=== Aim of the exercise ===
Every line that contains "atomic" must be located and copied from the data.

=== Records provided ===
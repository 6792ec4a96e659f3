//! Failure injection tests: unreachable, truncating and slow backends.

use axum::{routing::get, Router};
use std::time::Duration;

mod common;

#[tokio::test]
async fn unreachable_backend_yields_502_with_cors() {
    let backend = common::unused_addr().await;
    let proxy = common::start_proxy(backend).await;
    let client = common::client();

    for method in [reqwest::Method::GET, reqwest::Method::POST] {
        let res = client
            .request(method, proxy.url("/api/status"))
            .body("{}")
            .send()
            .await
            .expect("proxy must answer, not hang");

        assert_eq!(res.status(), 502);
        assert_eq!(res.headers()["access-control-allow-origin"], "*");
        let body = res.text().await.unwrap();
        assert!(body.starts_with("Proxy error: "), "body was {body:?}");
        assert!(body.to_lowercase().contains("refused"), "body should name the cause: {body:?}");
    }
}

#[tokio::test]
async fn backend_dropping_mid_body_aborts_client_stream() {
    let (backend, accepted) = common::start_raw_backend(
        b"HTTP/1.1 200 OK\r\nContent-Type: text/plain\r\nContent-Length: 100\r\n\r\npartial",
    )
    .await;
    let proxy = common::start_proxy(backend).await;

    let res = common::client().get(proxy.url("/api/results")).send().await.unwrap();

    // Headers were already relayed, so the status cannot change.
    assert_eq!(res.status(), 200);
    assert!(res.bytes().await.is_err(), "truncated body must surface as an error");
    assert_eq!(accepted.load(std::sync::atomic::Ordering::SeqCst), 1);
}

#[tokio::test]
async fn malformed_backend_response_yields_502() {
    let (backend, _) = common::start_raw_backend(b"this is not http\r\n\r\n").await;
    let proxy = common::start_proxy(backend).await;

    let res = common::client().get(proxy.url("/api/status")).send().await.unwrap();

    assert_eq!(res.status(), 502);
    assert_eq!(res.headers()["access-control-allow-methods"], "GET, POST, OPTIONS");
}

#[tokio::test]
async fn response_deadline_maps_to_504() {
    let app = Router::new().route(
        "/api/analyze-sentiment",
        get(|| async {
            tokio::time::sleep(Duration::from_secs(3)).await;
            "late"
        }),
    );
    let backend = common::start_axum_backend(app).await;
    let proxy = common::start_proxy_with(backend, |config| config.timeouts.response_secs = 1).await;

    let res = common::client()
        .get(proxy.url("/api/analyze-sentiment"))
        .send()
        .await
        .unwrap();

    assert_eq!(res.status(), 504);
    assert_eq!(res.headers()["access-control-allow-origin"], "*");
}

#[tokio::test]
async fn no_deadline_by_default() {
    let app = Router::new().route(
        "/api/simulate-conversations",
        get(|| async {
            tokio::time::sleep(Duration::from_millis(1500)).await;
            "done"
        }),
    );
    let backend = common::start_axum_backend(app).await;
    let proxy = common::start_proxy(backend).await;

    let res = common::client()
        .get(proxy.url("/api/simulate-conversations"))
        .send()
        .await
        .unwrap();

    assert_eq!(res.status(), 200);
    assert_eq!(res.text().await.unwrap(), "done");
}

#[tokio::test]
async fn shutdown_stops_the_server() {
    let backend = common::unused_addr().await;
    let proxy = common::start_proxy(backend).await;

    proxy.shutdown.trigger();

    let result = tokio::time::timeout(Duration::from_secs(5), proxy.handle)
        .await
        .expect("server should stop promptly")
        .unwrap();
    assert!(result.is_ok());
}

#[tokio::test]
async fn malformed_inbound_request_is_rejected_without_backend() {
    use tokio::io::{AsyncReadExt, AsyncWriteExt};

    let (backend, accepted) = common::start_raw_backend(b"HTTP/1.1 200 OK\r\nContent-Length: 0\r\n\r\n").await;
    let proxy = common::start_proxy(backend).await;

    let mut socket = tokio::net::TcpStream::connect(proxy.addr).await.unwrap();
    socket.write_all(b"GET /api/status HTTP/1.1\r\nbroken header line\r\n\r\n").await.unwrap();

    let mut reply = Vec::new();
    let _ = tokio::time::timeout(Duration::from_secs(5), socket.read_to_end(&mut reply)).await;

    // hyper rejects unparseable requests before the handler runs, so this 400
    // carries no CORS headers; browsers never produce such requests.

    assert!(reply.starts_with(b"HTTP/1.1 400"), "got {:?}", String::from_utf8_lossy(&reply));
    assert_eq!(accepted.load(std::sync::atomic::Ordering::SeqCst), 0);
}

#[tokio::test]
async fn client_disconnect_closes_backend_connection() {
    use tokio::io::{AsyncReadExt, AsyncWriteExt};

    // Backend that reads the request, never answers, and reports EOF.
    let backend_listener = tokio::net::TcpListener::bind("127.0.0.1:0").await.unwrap();
    let backend = backend_listener.local_addr().unwrap();
    let (accepted_tx, accepted_rx) = tokio::sync::oneshot::channel();
    let (closed_tx, closed_rx) = tokio::sync::oneshot::channel();
    tokio::spawn(async move {
        let (mut socket, _) = backend_listener.accept().await.unwrap();
        let _ = accepted_tx.send(());
        let mut buf = [0u8; 1024];
        loop {
            match socket.read(&mut buf).await {
                Ok(0) | Err(_) => break,
                Ok(_) => continue,
            }
        }
        let _ = closed_tx.send(());
    });

    let proxy = common::start_proxy(backend).await;

    let mut client = tokio::net::TcpStream::connect(proxy.addr).await.unwrap();
    client
        .write_all(b"GET /api/status HTTP/1.1\r\nHost: localhost\r\n\r\n")
        .await
        .unwrap();

    tokio::time::timeout(Duration::from_secs(5), accepted_rx)
        .await
        .expect("request should reach the backend")
        .unwrap();

    drop(client);

    tokio::time::timeout(Duration::from_secs(5), closed_rx)
        .await
        .expect("backend connection should close after the client leaves")
        .unwrap();
}
//! Transparent HTTP forwarding proxy for browser clients.
//!
//! Every request is forwarded once, verbatim apart from its authority, to a
//! single backend; `OPTIONS` preflight is answered locally; every response
//! carries permissive CORS headers.

pub mod cli;
pub mod config;
pub mod http;
pub mod lifecycle;
pub mod net;
pub mod observability;

pub use config::schema::ProxyConfig;
pub use http::HttpServer;
pub use lifecycle::Shutdown;
pub use net::Listener;
//! HTTP protocol handling subsystem.
//!
//! # Data Flow
//! ```text
//! TCP connection (net::Listener)
//!     → server.rs (Axum router, one handler for every method and path)
//!         OPTIONS → cors.rs (preflight answered locally)
//!         other   → request.rs (retarget at backend, headers.rs strips hop-by-hop)
//!                 → backend (hyper client, body streamed)
//!                 → response.rs (merge headers, stream body back, map errors)
//!     → Send to client
//! ```

pub mod cors;
pub mod headers;
pub mod request;
pub mod response;
pub mod server;

pub use response::ProxyError;
pub use server::HttpServer;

=== Written solution ===
    assert_eq!(accepted.load(std::sync::atomic::Ordering::SeqCst), 1);
    assert_eq!(accepted.load(std::sync::atomic::Ordering::SeqCst), 0);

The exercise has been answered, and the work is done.